Plaintiff Hayley Hickcox-Huffman bought a ticket on US Airways to fly from Colorado Springs, Colorado, to San Luis Obispo, California. She was charged $15 by US Airways for her one checked bag. Upon her arrival, Hayley’s checked bag was not waiting on the baggage carousel to greet her but instead US Airways delivered it to her the next day.
Hayley filed a class action lawsuit to get her $15 back. Her complaint pleads (1) “breach of self-imposed undertaking,” (2) “breach of express contract,” (3) “breach of implied contract,” (4) “breach of contract — federal common law,” (5) “breach of the covenant of good faith and fair dealing,” (6) “unjust enrichment,” (7) “intentional misrepresentation,” and (8) “negligent misrepresentation.” All the claims are for refunds of what she and other passengers paid as baggage fees, on the theory that US Airways did not do what it promised to do in exchange for the money.

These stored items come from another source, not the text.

//! Diesel table definitions for the PostgreSQL schema.
//!
//! These definitions must match the deployed schema exactly; Diesel uses them
//! for compile-time query validation and type-safe SQL generation.

diesel::table! {
    /// Registered user accounts, keyed by serial id and unique name.
    users (id) {
        id -> Int4,
        /// Unique account name used as the authenticated identity.
        name -> Varchar,
    }
}

diesel::table! {
    /// Authorization groups users may belong to.
    groups (id) {
        id -> Int4,
        /// Unique group name, rendered as the `group:<name>` principal.
        name -> Varchar,
    }
}

diesel::table! {
    /// Membership join table between users and groups.
    user_groups (user_id, group_id) {
        user_id -> Int4,
        group_id -> Int4,
    }
}

diesel::table! {
    /// Release catalogue the gating service manages updates for.
    releases (id) {
        id -> Int4,
        /// Short release name, e.g. `F33`.
        name -> Varchar,
        /// Human-readable release name, e.g. `Fedora 33`.
        long_name -> Varchar,
        /// Lifecycle state: disabled, pending, current, or archived.
        state -> Varchar,
    }
}

diesel::joinable!(user_groups -> users (user_id));
diesel::joinable!(user_groups -> groups (group_id));

diesel::allow_tables_to_appear_in_same_query!(users, groups, user_groups);
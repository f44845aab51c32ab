//! Release catalogue handlers.

use actix_web::{get, post, web, HttpRequest, HttpResponse};
use tracing::warn;

use crate::auth::{self, Principal};
use crate::db::Db;
use crate::error::{ApiResult, Error};
use crate::models::{self, NewRelease, Release};

use super::HttpState;

/// Permission required to manage the release catalogue.
const ADMIN_PERMISSION: &str = "admin";

/// Cache key for the full release list.
const RELEASES_CACHE_KEY: &str = "releases.all";

/// List every known release.
///
/// The list changes rarely and is requested constantly, so it is served from
/// the cache region when possible. Cache failures degrade to a database read.
#[utoipa::path(
    get,
    path = "/api/v1/releases",
    responses(
        (status = 200, description = "Releases ordered by name", body = [Release])
    ),
    tags = ["releases"],
    operation_id = "listReleases"
)]
#[get("/releases")]
pub async fn list_releases(
    state: web::Data<HttpState>,
    db: Db,
) -> ApiResult<web::Json<Vec<Release>>> {
    match state.cache.get(RELEASES_CACHE_KEY).await {
        Ok(Some(cached)) => match serde_json::from_value::<Vec<Release>>(cached) {
            Ok(releases) => return Ok(web::Json(releases)),
            Err(err) => warn!(error = %err, "discarding undecodable release cache entry"),
        },
        Ok(None) => {}
        Err(err) => warn!(error = %err, "release cache read failed"),
    }

    let mut session = db.session().await?;
    let releases = models::all_releases(session.connection()).await?;
    drop(session);

    match serde_json::to_value(&releases) {
        Ok(value) => {
            if let Err(err) = state.cache.put(RELEASES_CACHE_KEY, value).await {
                warn!(error = %err, "release cache write failed");
            }
        }
        Err(err) => warn!(error = %err, "release list not cacheable"),
    }
    Ok(web::Json(releases))
}

/// Create a release. Requires the `admin` permission.
#[utoipa::path(
    post,
    path = "/api/v1/releases",
    request_body = NewRelease,
    responses(
        (status = 201, description = "Release created", body = Release),
        (status = 403, description = "Admin permission required", body = Error)
    ),
    tags = ["releases"],
    operation_id = "createRelease"
)]
#[post("/releases")]
pub async fn create_release(
    state: web::Data<HttpState>,
    db: Db,
    request: HttpRequest,
    payload: web::Json<NewRelease>,
) -> ApiResult<HttpResponse> {
    // Anonymous requests hold only the Everyone principal; resolving group
    // membership is what needs the database.
    let principals = match state.tickets.identity(&request) {
        Some(identity) => {
            let mut session = db.session().await?;
            auth::effective_principals(Some(identity.as_str()), session.connection()).await?
        }
        None => vec![Principal::Everyone],
    };

    if !state.acl.permits(&principals, ADMIN_PERMISSION) {
        return Err(Error::forbidden("admin permission required"));
    }

    let mut session = db.session().await?;
    let release = models::create_release(session.connection(), &payload).await?;
    Ok(HttpResponse::Created().json(release))
}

To bring a breach of contract claim against a defendant, a plaintiff must first demonstrate that a contract existed between the plaintiff and the defendant. Then, the plaintiff must demonstrate that the defendant breached that contract and that the breach resulted in the plaintiff’s damages.
The court found that Hayley demonstrated that a contract existed with US Airways. The elements of a contract include the offer, acceptance of the offer, and consideration. The court found that US Airways offered to transport Hayley’s checked baggage and deliver it on-time and that Hayley accepted the offer by purchasing the airfare, paying $15 for the checked bag (the consideration) and traveling on the airline.
Contract law is generally governed by state law. If there is a conflict between state law and federal law, state law generally prevails. US Airways argued that the federal Airline Deregulation Act preempted state law claims arising out of delayed baggage.
The court disagreed with this argument and looked to the purpose of the Act and case law precedent. The court found that the Airline Deregulation Act was enacted to encourage efficient and well-managed air carriers and to attain an air transportation system which relies on competitive market forces to determine the quality, variety, and price of air services. The Act allows airlines, not the states or the government, to control fare prices and routes. In looking to American Airlines, Inc. v. Wolens, the court concluded that the states may not impose their own rules regarding fares, routes, or services, but may afford relief for breaches of obligations the airlines voluntarily undertook themselves, even when the obligations directly relate to fares, routes, and services.
The court found that Hayley’s breach of contracts claim were properly pleaded and that the beach of contracts claims were not preempted by federal law. The case was remanded for further proceedings.